YOUR INSTRUCTIONS: Starting at the line below holding "pub mod constant" and stopping at the line holding "let mut settings", print every line exactly, both ends included, and leave the rest out.
-.-.-
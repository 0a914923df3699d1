use std::env;

use chrono::NaiveTime;
use dotenv::dotenv;
use tracing::{debug, info};

use crate::domain::error::RouteError;
use crate::solver::{Improvement, SearchParameters};

pub mod constant {
    pub(crate) const EARTH_RADIUS_KM: f64 = 6371.0;
    pub(crate) const DEPOT: usize = 0;
    pub(crate) const NUM_VEHICLES: usize = 1;
    pub const MIN_LOCATIONS: usize = 3;
    // Central Hyderabad, used for names the gazetteer does not know.
    pub(crate) const FALLBACK_COORDINATE: (f64, f64) = (17.3700, 78.5400);
    pub(crate) const START_TIME: (u32, u32) = (1, 0);
    pub(crate) const STOP_INTERVAL_MINUTES: i64 = 30;
    pub(crate) const MINUTES_PER_DAY: i64 = 24 * 60;
}

/// Runtime settings read from the environment (and `.env`, if present).
#[derive(Debug, Clone)]
pub struct Settings {
    pub search: SearchParameters,
    pub gazetteer_path: Option<String>,
    pub csv_path: Option<String>,
    pub start_time: NaiveTime,
    pub stop_interval_minutes: i64,
}

impl Default for Settings {
    fn default() -> Self {
        let (hour, minute) = constant::START_TIME;
        Self {
            search: SearchParameters::default(),
            gazetteer_path: None,
            csv_path: None,
            start_time: NaiveTime::from_hms_opt(hour, minute, 0).unwrap_or_default(),
            stop_interval_minutes: constant::STOP_INTERVAL_MINUTES,
        }
    }
}

impl Settings {
    pub fn from_env() -> Result<Self, RouteError> {
        dotenv().ok();
        Self::from_lookup(|key| env::var(key).ok())
    }

    /// Builds settings from an arbitrary key lookup, falling back to defaults for missing keys.
    pub fn from_lookup<F>(lookup: F) -> Result<Self, RouteError>
    where
        F: Fn(&str) -> Option<String>,
    {
        let mut settings = Settings::default();

        if let Some(value) = lookup("ROUTE_IMPROVEMENT") {
            settings.search.improvement = parse_improvement(&value)?;
        }

        settings.gazetteer_path = lookup("ROUTE_GAZETTEER_PATH").filter(|p| !p.trim().is_empty());
        settings.csv_path = lookup("ROUTE_CSV_PATH").filter(|p| !p.trim().is_empty());

        if let Some(value) = lookup("ROUTE_START_TIME") {
            settings.start_time = NaiveTime::parse_from_str(value.trim(), "%H:%M")
                .map_err(|e| RouteError::Config(format!("ROUTE_START_TIME '{}': {}", value, e)))?;
        }

        if let Some(value) = lookup("ROUTE_STOP_INTERVAL_MINUTES") {
            settings.stop_interval_minutes = value
                .trim()
                .parse::<i64>()
                .ok()
                .filter(|minutes| (1..=constant::MINUTES_PER_DAY).contains(minutes))
                .ok_or_else(|| {
                    RouteError::Config(format!(
                        "ROUTE_STOP_INTERVAL_MINUTES must be between 1 and {}, got '{}'",
                        constant::MINUTES_PER_DAY,
                        value
                    ))
                })?;
        }

        debug!("Loaded settings: {:?}", settings);
        info!(
            "Improvement phase: {:?}, start time {}",
            settings.search.improvement,
            settings.start_time.format("%H:%M")
        );
        Ok(settings)
    }
}

fn parse_improvement(value: &str) -> Result<Improvement, RouteError> {
    match value.trim().to_ascii_lowercase().as_str() {
        "" | "none" => Ok(Improvement::None),
        "two_opt" | "2opt" | "2-opt" => Ok(Improvement::TwoOpt),
        other => Err(RouteError::Config(format!(
            "Unknown ROUTE_IMPROVEMENT '{}', expected 'none' or 'two_opt'",
            other
        ))),
    }
}
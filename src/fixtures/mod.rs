pub mod data_generator;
-.-.-
EXERCISE OUTPUT:
pub mod constant {
    pub(crate) const EARTH_RADIUS_KM: f64 = 6371.0;
    pub(crate) const DEPOT: usize = 0;
    pub(crate) const NUM_VEHICLES: usize = 1;
    pub const MIN_LOCATIONS: usize = 3;
    // Central Hyderabad, used for names the gazetteer does not know.
    pub(crate) const FALLBACK_COORDINATE: (f64, f64) = (17.3700, 78.5400);
    pub(crate) const START_TIME: (u32, u32) = (1, 0);
    pub(crate) const STOP_INTERVAL_MINUTES: i64 = 30;
    pub(crate) const MINUTES_PER_DAY: i64 = 24 * 60;
}

/// Runtime settings read from the environment (and `.env`, if present).
#[derive(Debug, Clone)]
pub struct Settings {
    pub search: SearchParameters,
    pub gazetteer_path: Option<String>,
    pub csv_path: Option<String>,
    pub start_time: NaiveTime,
    pub stop_interval_minutes: i64,
}

impl Default for Settings {
    fn default() -> Self {
        let (hour, minute) = constant::START_TIME;
        Self {
            search: SearchParameters::default(),
            gazetteer_path: None,
            csv_path: None,
            start_time: NaiveTime::from_hms_opt(hour, minute, 0).unwrap_or_default(),
            stop_interval_minutes: constant::STOP_INTERVAL_MINUTES,
        }
    }
}

impl Settings {
    pub fn from_env() -> Result<Self, RouteError> {
        dotenv().ok();
        Self::from_lookup(|key| env::var(key).ok())
    }

    /// Builds settings from an arbitrary key lookup, falling back to defaults for missing keys.
    pub fn from_lookup<F>(lookup: F) -> Result<Self, RouteError>
    where
        F: Fn(&str) -> Option<String>,
    {
        let mut settings = Settings::default();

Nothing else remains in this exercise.